In this week’s announcement by the Department for Digital, Culture, Media and Sport, £100m of the £1.57bn was allocated to national museums and three other institutions (British Library, British Film Institute and English Heritage). The Art Newspaper calculates that this will make up very roughly half the coronavirus losses suffered by national museums in this calendar year.
Lobbying for the government’s rescue plan has been led by the Creative Industries Federation. On 17 June it published a report on “The Projected Economic Impact of Covid-19 on the UK Creative Industries” prepared by Oxford Economics, the commercial arm of the university’s business college.
Although the federation’s report concluded that the creative industries are expected to suffer an overall revenue loss of 30% (and over 50% for many sectors) in 2020, the figure for museums, public galleries and libraries was estimated at only 9%.
The 9% figure seems an astonishing underestimate, and is causing great concern behind the scenes. When the bulk of the £1.57bn is allocated, it is feared that the federation’s report will weaken the position of independent and local authority museums, which are almost certain to end up with insufficient emergency support.
The Art Newspaper questioned the 9% in our July paper and we can reveal that as a result the Museums Association’s head of policy, Alistair Brown, asked for his name to be removed from the federation’s report. He no longer appears in the list of acknowledgements.
Sharon Heal, the director of the Museums Association, warns that “many museums throughout the UK are losing substantial amounts of income as a result of the lockdown”. She points out that a National Lottery Heritage Fund survey showed that 46% believe they cannot survive for another six months and an Art Fund survey found that large deficits are widely predicted.
A spokesman for the Association of Independent Museums says that they “do not recognise the [federation’s] relatively modest assessment of the impact on museums of Covid-19”. Earned income “collapsed” on 24 March, just before the busiest time of the year, and museums now “face a cliff-edge for survival”.

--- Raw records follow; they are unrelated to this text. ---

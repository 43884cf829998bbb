use std::sync::Arc;
use std::time::Duration;

use tracing::{debug, error, info, warn};

use crate::core::config::DispatchConfig;
use crate::core::models::{
    ChannelInfo, Classification, HandleOutcome, InboundMessage, PatternKind, UserInfo,
};
use crate::core::traits::{ChatDirectory, ChatSender};
use crate::errors::NotifierError;
use crate::features::{classify::classify, deliver::dispatch, gate::meets_population_threshold};

/// Runs one inbound message through classification, gating and dispatch.
#[derive(Clone)]
pub struct MessageHandler {
    directory: Arc<dyn ChatDirectory>,
    sender: Arc<dyn ChatSender>,
    config: Arc<DispatchConfig>,
}

impl MessageHandler {
    #[must_use]
    pub fn new(
        directory: Arc<dyn ChatDirectory>,
        sender: Arc<dyn ChatSender>,
        config: DispatchConfig,
    ) -> Self {
        Self {
            directory,
            sender,
            config: Arc::new(config),
        }
    }

    #[must_use]
    pub fn config(&self) -> &DispatchConfig {
        &self.config
    }

    /// Handle one message.
    ///
    /// Delivery failures are folded into the returned report and never turn
    /// into an `Err`.
    ///
    /// # Errors
    ///
    /// Returns `NotifierError::ChannelLookup` or `NotifierError::UserLookup`
    /// when metadata for a matched message cannot be resolved; nothing is sent
    /// in that case.
    pub async fn handle_inbound_message(
        &self,
        message: &InboundMessage,
    ) -> Result<HandleOutcome, NotifierError> {
        match self.prepare(message).await? {
            Prepared::Done(outcome) => Ok(outcome),
            Prepared::Ready(notice) => Ok(self.deliver(message, notice).await),
        }
    }

    /// [`MessageHandler::handle_inbound_message`] with `limit` applied to
    /// classification and metadata lookups.
    ///
    /// Once dispatch has started every enabled channel is attempted to
    /// completion; the deadline never cancels a send.
    ///
    /// # Errors
    ///
    /// Returns `NotifierError::Timeout` when the lookups do not finish in
    /// time, otherwise the same errors as the unbounded call.
    pub async fn handle_within(
        &self,
        message: &InboundMessage,
        limit: Duration,
    ) -> Result<HandleOutcome, NotifierError> {
        let prepared = tokio::time::timeout(limit, self.prepare(message))
            .await
            .map_err(|_| NotifierError::Timeout(limit))??;

        match prepared {
            Prepared::Done(outcome) => Ok(outcome),
            Prepared::Ready(notice) => Ok(self.deliver(message, notice).await),
        }
    }

    /// Everything up to the first send: classification, lookups, the gate.
    async fn prepare(&self, message: &InboundMessage) -> Result<Prepared, NotifierError> {
        #[cfg(feature = "debug-logs")]
        debug!("Received message: {:?}", message);

        #[cfg(not(feature = "debug-logs"))]
        debug!(
            channel_id = %message.channel_id,
            ts = %message.ts,
            "Received message"
        );

        let pattern = match classify(message, &self.config) {
            Classification::Ignored(reason) => {
                debug!(%reason, "Message ignored");
                return Ok(Prepared::Done(HandleOutcome::Ignored(reason)));
            }
            Classification::Matched(pattern) => pattern,
        };

        // Automated actors were ignored above, so a matched message has an author.
        let author_id = message.author_id.as_deref().unwrap_or_default();

        let channel = self
            .directory
            .fetch_channel_info(&message.channel_id)
            .await
            .map_err(|source| {
                error!(channel_id = %message.channel_id, "Getting channel info: {}", source);
                NotifierError::ChannelLookup {
                    channel_id: message.channel_id.clone(),
                    source,
                }
            })?;

        let min_members = self.config.min_members_for_notification;
        if !meets_population_threshold(&channel, min_members) {
            let member_count = channel.member_count.unwrap_or_default();
            debug!(
                channel = %channel.name,
                member_count,
                min_members,
                "Channel does not meet minimum member count, ignoring"
            );
            return Ok(Prepared::Done(HandleOutcome::Suppressed {
                pattern,
                member_count,
                min_members,
            }));
        }

        let author = self
            .directory
            .fetch_user_info(author_id)
            .await
            .map_err(|source| {
                error!(user_id = %author_id, "Getting user info: {}", source);
                NotifierError::UserLookup {
                    user_id: author_id.to_string(),
                    source,
                }
            })?;

        Ok(Prepared::Ready(Notice {
            pattern,
            channel,
            author,
        }))
    }

    async fn deliver(&self, message: &InboundMessage, notice: Notice) -> HandleOutcome {
        let Notice {
            pattern,
            channel,
            author,
        } = notice;

        if self.config.response_channels.is_empty() {
            warn!(%pattern, "Message matched but no response channel is enabled");
        }

        let report = dispatch(
            self.sender.as_ref(),
            message,
            pattern,
            &channel,
            &author,
            &self.config,
        )
        .await;

        info!(
            %pattern,
            attempted = report.attempted(),
            succeeded = report.successes(),
            failed = report.failures(),
            "Courtesy notice dispatched"
        );

        HandleOutcome::Dispatched { pattern, report }
    }
}

/// A matched message whose metadata has been resolved.
struct Notice {
    pattern: PatternKind,
    channel: ChannelInfo,
    author: UserInfo,
}

enum Prepared {
    Done(HandleOutcome),
    Ready(Notice),
}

All museums closed in late March and although a handful have reopened this week, there will only be staggered reopening during the summer and autumn. The closure periods will therefore total well over three months, with almost no revenue coming in. This means that the closure period alone represents around a 30% loss of revenue for this year for those now reopening, with an even greater loss for those reopening in the autumn.
Even once museums are open, visitor numbers will be drastically reduced because of the need for social distancing. For the rest of the year most museums will typically only get a quarter of their normal visitor numbers, with a severe impact on revenue.
Even on the federations’s predicted 9% figure, the revenue of all museums, public galleries and libraries (national and regional) will fall by £743m, from £8,256m in 2019 to £7,513m this year.
However, many observers believe that the true fall will be around 50%, which would represent a loss of just over £4bn in 2020. Further major losses will follow next year. Following the coronavirus crisis, virtually all museums will face severe financial pressures and a few will never reopen.
The Art Newspaper asks how did the federation's report arrive at the astonishing figure of 9% ?
Revenue in the Creative Industries Federation report mainly comprises proceeds from ticket sales, retail and catering income, membership schemes, event hire and sponsorship (but excludes grants).
Initially a federation spokeswoman told us that “the calculations for museums incorporate data for the UK from the Network of European Museum Organisations”.
The European network responded that their data came from a survey which “received a relatively small response from museums in the UK”—with “six answers”.
After their initial response, the federation came back with a revised explanation. A spokesman told us that the 9% museum calculation was based on two sources: “raw data from our survey” and “Arts Council England survey data”.
The federation spokesman added that “we are unfortunately unable to share any of the raw data from our survey”. An Arts Council spokeswoman responded that “we do plan on publishing our own survey results”, but until then they could not be provided.
We also asked Oxford Economics, compiler of the report. Their data came from “the Creative Industries Federation and Arts Council England, alongside Oxford Economics’ forecast of the sector’s recovery”.
Oxford Economics said that its forecast was based on 450 responses. The respondents reported an average expected 50 per cent drop in revenue from April to September, which would represent a 25% drop over the year. These figures are surprising, since revenue during closure would be virtually nil and after reopening it would be small, with the huge drop in visitor numbers.
Oxford Economics explained that of the 450 respondents, larger museums reported anticipated losses of less than 10%. This also comes as a surprise, since Ian Blatchford, chairman of the National Museum Directors’ Council, estimates the figure at around 50% for their members.
Without accurate clear and credible data, it is difficult for museums to argue their case with government—at a time of so many competing claims after the coronavirus lockdown.